Long ride to Loserville

I suppose it was fitting that last night’s NBC Thanksgiving Weekend premier of Titanic was interrupted by Gov. George Bush’s presidential victory speech. As I watched the presumptive president-elect flare his nostrils and furrow his brow while he haltingly read from the teleprompter, I decided that this week’s column just can’t go there.

Since I very clearly am not giving thanks for the outcome of the presidential election (because no, I don’t feel Al Gore should continue to contest the results at this point), I am going to focus on a few other things I have learned to praise this holiday season.

1. Trains. A few years ago, I started become an uneasy flier. When I went away to college and began flying home alone every time BU closed the dorms, I grew more uncomfortable each time I stepped onto a plane. Finally, I realized something. It’s my life, my body, and these are my vacations. If I feel uncomfortable barreling down a runway at 9 million miles per hour, or if I feel uneasy speeding through the clouds at 30,000 miles above the earth, I have every right to avoid planes. The clincher: my return flight from the Democratic National Convention in Los Angeles this past August.

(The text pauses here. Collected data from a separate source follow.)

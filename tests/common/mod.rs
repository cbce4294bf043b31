#![allow(dead_code)]

use std::collections::HashMap;
use std::sync::atomic::{AtomicU32, Ordering};
use std::sync::{Arc, Mutex};

use axum::{
    body::Body,
    http::{Request, StatusCode},
    response::Response,
};
use bookgate::google::{GoogleProfile, IdTokenError, IdTokenVerifier};
use bookgate::jwt::TokenService;
use bookgate::{ServerConfig, create_app, db::Database};
use tower::ServiceExt;

pub const ACCESS_SECRET: &[u8] = b"test-access-secret-0123456789abcdef";
pub const REFRESH_SECRET: &[u8] = b"test-refresh-secret-0123456789abcdef";

/// Google verifier stub. Accepts exactly the ID tokens registered with
/// `allow` and rejects everything else.
pub struct StubVerifier {
    profiles: Mutex<HashMap<String, GoogleProfile>>,
}

impl StubVerifier {
    pub fn new() -> Arc<Self> {
        Arc::new(Self {
            profiles: Mutex::new(HashMap::new()),
        })
    }

    /// Register an ID token the stub will accept.
    pub fn allow(&self, id_token: &str, profile: GoogleProfile) {
        self.profiles
            .lock()
            .unwrap()
            .insert(id_token.to_string(), profile);
    }

    /// A verified profile for the given Google account.
    pub fn profile(google_id: &str, email: &str) -> GoogleProfile {
        GoogleProfile {
            id: google_id.to_string(),
            email: email.to_string(),
            name: Some("Test User".to_string()),
            picture: None,
            email_verified: true,
        }
    }
}

impl IdTokenVerifier for StubVerifier {
    fn verify(&self, id_token: &str) -> Result<GoogleProfile, IdTokenError> {
        self.profiles
            .lock()
            .unwrap()
            .get(id_token)
            .cloned()
            .ok_or(IdTokenError::Rejected)
    }
}

/// Create a test app backed by an in-memory database and the verifier stub.
pub async fn create_test_app() -> (axum::Router, Database, Arc<StubVerifier>) {
    let db = Database::open(":memory:")
        .await
        .expect("Failed to open test database");
    let verifier = StubVerifier::new();
    let config = ServerConfig {
        db: db.clone(),
        verifier: verifier.clone(),
        access_secret: ACCESS_SECRET.to_vec(),
        refresh_secret: REFRESH_SECRET.to_vec(),
    };
    (create_app(&config), db, verifier)
}

/// Token service sharing the test app's secrets, for issuing and decoding
/// tokens directly in tests.
pub fn token_service() -> TokenService {
    TokenService::new(ACCESS_SECRET, REFRESH_SECRET)
}

static NEXT_IP: AtomicU32 = AtomicU32::new(1);

/// A unique client address per call. Rate limit budgets are per address, so
/// tests that are not about rate limiting must not share one.
pub fn fresh_ip() -> String {
    let n = NEXT_IP.fetch_add(1, Ordering::Relaxed);
    format!("10.{}.{}.{}", (n >> 16) & 0xff, (n >> 8) & 0xff, n & 0xff)
}

/// Parse a response body as JSON.
pub async fn body_json(response: Response) -> serde_json::Value {
    let bytes = axum::body::to_bytes(response.into_body(), usize::MAX)
        .await
        .unwrap();
    serde_json::from_slice(&bytes).unwrap()
}

/// Register a Google account with the stub and log it in.
/// Returns the parsed login response body.
pub async fn login(
    app: &axum::Router,
    verifier: &StubVerifier,
    google_id: &str,
    email: &str,
) -> serde_json::Value {
    let id_token = format!("idtok-{}", google_id);
    verifier.allow(&id_token, StubVerifier::profile(google_id, email));

    let response = app
        .clone()
        .oneshot(
            Request::builder()
                .method("POST")
                .uri("/auth/google")
                .header("content-type", "application/json")
                .header("x-forwarded-for", fresh_ip())
                .body(Body::from(format!(
                    r#"{{"googleIdToken": "{}"}}"#,
                    id_token
                )))
                .unwrap(),
        )
        .await
        .unwrap();
    assert_eq!(response.status(), StatusCode::OK);
    body_json(response).await
}

/// GET a path with a bearer token, from a fresh client address.
pub async fn get_with_token(app: &axum::Router, path: &str, token: &str) -> Response {
    app.clone()
        .oneshot(
            Request::builder()
                .method("GET")
                .uri(path)
                .header("authorization", format!("Bearer {}", token))
                .header("x-forwarded-for", fresh_ip())
                .body(Body::empty())
                .unwrap(),
        )
        .await
        .unwrap()
}

/// GET a path with no credentials, from a fresh client address.
pub async fn get_anonymous(app: &axum::Router, path: &str) -> Response {
    app.clone()
        .oneshot(
            Request::builder()
                .method("GET")
                .uri(path)
                .header("x-forwarded-for", fresh_ip())
                .body(Body::empty())
                .unwrap(),
        )
        .await
        .unwrap()
}

/// POST a JSON body with a bearer token, from a fresh client address.
pub async fn post_json_with_token(
    app: &axum::Router,
    path: &str,
    token: &str,
    body: serde_json::Value,
) -> Response {
    app.clone()
        .oneshot(
            Request::builder()
                .method("POST")
                .uri(path)
                .header("authorization", format!("Bearer {}", token))
                .header("content-type", "application/json")
                .header("x-forwarded-for", fresh_ip())
                .body(Body::from(body.to_string()))
                .unwrap(),
        )
        .await
        .unwrap()
}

After four harrowing hours of turbulence, crowded runways and deplorable TWA service, I made a decision — never again. Then I discovered Amtrak. Sure, Boston is a two-day trip from my ol’ Kentucky home, but those two days are spent in style. Ample leg room, friendly and talkative passengers and the chance to see the country are among the many advantages of rail travel. This Thanksgiving, I totally bypassed the crowded airports and delays by hopping a train back to school. I made some new friends and enjoyed the beauty of the Buffalo snows without any delays. I think rail travel should be opened up to competition so that this wonderful mode of transportation becomes even more attractive and convenient.

2. Boston. As I said, my holidays are spent in Kentucky (I am from upstate New York, but my family moved to Louisville the fall I came to BU), which is, ostensibly, a different world. The day after Thanksgiving, I joined my family for Louisville’s biggest pre-Christmas celebration, “Light Up Louisville.” Sponsored by a tobacco company, “Light Up Louisville” is a day-long festival featuring smelly meats, stinky horse-drawn carriage rides and culminating in a tree-lighting ceremony hosted by Santa Claus himself.

Louisville’s personality was demonstrated when the event’s announcer mentioned that Santa was on his way — not from the North Pole, but from New York. The afternoon only got weirder as we watched the parade, which featured a dozen or so groups of poorly dressed kids dancing to inaudible Christmas tunes played on small boom boxes, and in which rode local celebrities on convertibles — local weatherman John Belski, for example, and Little Miss Nascar. As my younger brother argued with my parents to go out to dinner with his girlfriend’s friend, who, he explained, owes money to the Vietnamese government, I gave thanks for Boston, a city where people are civilized and where celebrations have a point. Oh yeah, and Kentucky went to Bush.

3. My room. Sure, there is a lot to be said for a house. But isn’t there a lot of charm in a dorm room — where one whole life (nay, two whole lives) are contained within just a few square feet? I was thrilled to return to my little room, where I keep shampoo on the refrigerator and soda under my bed, ramen in my desk and water on my dresser. When else can I hang chili-pepper lights from my walls and call them beautiful? Can we really decorate our houses with Gore-Lieberman paraphernalia? For as wonderful as my Thanksgiving was, I was just warmed to the cockles of my heart to see the cheerful walls of 827B.

4. Turnips.

5. NBC. I am thankful that an otherwise sad Sunday night for the Democrats has been overshadowed by the drama of Jack Dawson and Rose Dewitt.